Break on through to the other side

Discussion in 'Ages 40+' started by Gil79, Feb 16, 2019.

  1. NewStart19

    NewStart19 Well-Known Member

    @Gil79

    Just checking in. Hope all is well with you and your family and that the addiction is fading more and more into the background.

    Take care
     
  2. Gil79

    Gil79 Seize the day

    Thanks @NewStart19 :)

    Addiction-wise things are not perfect. I think that since my last post I have been checking porn and/ or masturbating once a week or so. Not so severe, but I do feel the effects of it. On most other fronts I am doing quite well though. The kids are sleeping better, so I am sleeping better and that means that I am less irritable, calmer, more motivated in general and well, just more relaxed. Family dynamics are really good. Also my wife and I are doing well. We're having sex regularly and we're a good team when it comes down to managing work, family, chores, etc. Emotionally I am a bit wobbly. I decided to break contact with my father permanently. It is a difficult choice, because it also affects the rest of the family, but it is really the best for me. I realize how much emotional bagage I still have from the past that I haven't dealt with yet, and I can't do that when my father has a place in my life. Lately I am often just sitting, trying to feel how I felt when I was young when my father abandoned and rejected me. It is difficult to stick with those feelings and a lot of tears are coming out and are still to come. But I have to go through with it. It is the only way for me to be able to live a life to my values and not carry my past shit over to the next generation.

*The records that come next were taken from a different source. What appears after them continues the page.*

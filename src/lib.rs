//! syssweep: a privileged maintenance agent for transient system state
//!
//! Removes logs, caches, temporary files and shell command history under
//! operator-selected modes, while guaranteeing a fixed set of protected
//! paths is never touched.
//!
//! # Architecture
//!
//! The crate is organized by concern, leaves first:
//!
//! ## Policy ([`policy`])
//! - [`policy::path_guard`]: protected-path matcher (segment-wise, fail-safe)
//! - [`policy::mode_policy`]: mode × resource action matrix
//!
//! ## Execution ([`exec`])
//! - [`exec::executor`]: dry-run/live runner over commands and file
//!   primitives (truncate, delete, keep-last rewrite, secure erase)
//!
//! ## Observability ([`observability`])
//! - [`observability::audit`]: line-oriented audit trail with per-mode
//!   console tiers; never created in ghost mode
//!
//! ## History ([`history`])
//! - [`history::sessions`]: live interactive-shell discovery via /proc
//! - [`history::reconciler`]: flush-signal + grace + atomic-rename trim
//!
//! ## External collaborators ([`external`])
//! - [`external::backup`]: timestamped export of logs and root history
//! - [`external::packages`]: native package-manager cache cleaning
//! - [`external::services`]: logging-daemon restarts
//!
//! ## Campaign ([`campaign`])
//! - [`campaign::orchestrator`]: the fixed-order sweep sequence and the
//!   ghost-mode self-teardown
//!
//! # Design principles
//!
//! 1. **Protection before policy** - the path guard overrides every mode
//! 2. **Best effort, never abort** - one failing resource is a warning
//! 3. **Atomic rewrites** - no reader ever sees a half-written history file
//! 4. **One immutable config** - no ambient mode globals
//! 5. **Idempotent actions** - re-running converges, never errors

pub mod campaign;
pub mod cli;
pub mod config;
pub mod exec;
pub mod external;
pub mod history;
pub mod observability;
pub mod policy;
/// Live interactive-shell discovery
///
/// Walks /proc looking for processes owned by a given uid whose command name
/// belongs to the interactive-shell family, and resolves the controlling
/// terminal of fd 0 when possible. Sessions are recomputed on every pass and
/// never persisted; a pid may vanish between discovery and use, which every
/// caller must tolerate.
use log::debug;
use std::fs;
use std::path::{Path, PathBuf};

/// Command names treated as interactive shells.
const SHELL_FAMILY: &[&str] = &["bash", "zsh", "sh", "dash", "fish", "ksh"];

/// One live shell process believed to hold a history buffer in memory.
#[derive(Clone, Debug)]
pub struct ShellSession {
    pub pid: i32,
    pub uid: u32,
    pub comm: String,
    /// Controlling terminal of fd 0, when resolvable and an actual tty.
    pub tty: Option<PathBuf>,
}

/// Enumerate live shell sessions owned by `uid`, reading from the given
/// procfs root.
pub fn discover_sessions(proc_root: &Path, uid: u32) -> Vec<ShellSession> {
    let mut sessions = Vec::new();
    let entries = match fs::read_dir(proc_root) {
        Ok(entries) => entries,
        Err(e) => {
            debug!("cannot read {}: {}", proc_root.display(), e);
            return sessions;
        }
    };

    for entry in entries.flatten() {
        let name = entry.file_name();
        let pid: i32 = match name.to_string_lossy().parse() {
            Ok(pid) => pid,
            Err(_) => continue,
        };
        let pid_dir = entry.path();

        let comm = match fs::read_to_string(pid_dir.join("comm")) {
            Ok(c) => c.trim().to_string(),
            // Process exited between readdir and read; normal.
            Err(_) => continue,
        };
        if !is_shell_comm(&comm) {
            continue;
        }

        let status = match fs::read_to_string(pid_dir.join("status")) {
            Ok(s) => s,
            Err(_) => continue,
        };
        match parse_real_uid(&status) {
            Some(owner) if owner == uid => {}
            _ => continue,
        }

        sessions.push(ShellSession {
            pid,
            uid,
            comm,
            tty: resolve_tty(&pid_dir),
        });
    }
    sessions
}

fn is_shell_comm(comm: &str) -> bool {
    // A login shell shows up as "-bash".
    let trimmed = comm.strip_prefix('-').unwrap_or(comm);
    SHELL_FAMILY.contains(&trimmed)
}

/// Real uid from a /proc/<pid>/status blob.
fn parse_real_uid(status: &str) -> Option<u32> {
    let line = status.lines().find(|l| l.starts_with("Uid:"))?;
    line.split_whitespace().nth(1)?.parse().ok()
}

/// Resolve fd 0 to a terminal device, if it is one.
fn resolve_tty(pid_dir: &Path) -> Option<PathBuf> {
    let target = fs::read_link(pid_dir.join("fd/0")).ok()?;
    let s = target.to_string_lossy();
    if s.starts_with("/dev/pts/") || s.starts_with("/dev/tty") {
        Some(target)
    } else {
        None
    }
}
/// Observability: operator-facing audit trail
pub mod audit;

I think it is also the only way to overcome my social anxiety and my porn addiction. Physically I am doing awesome. For the last 5 weeks I have been doing yoga and 10 minute work-outs on a daily basis. Just doing it when I am in the living room with the kids. It is fun and I feel more flexible and stronger already. For now yoga is just easier to fit in than meditation, but it has quite the same effects I think. And on the work-front i am also doing OK. Been in the lab a lot lately and got a lot of data to work with now. So, all in all quite busy. That is also a reason I have not been so active here lately. Been reading other's journals every now and then though. Hope everyone is fine.

    I hope you're fine as well @NewStart19! Looking forward to an update in your journal as well.
     
  3. Thelongwayhome27

    Thelongwayhome27 Well-Known Member

    Great update @Gil79. Very nice to read all this and thanks for sharing.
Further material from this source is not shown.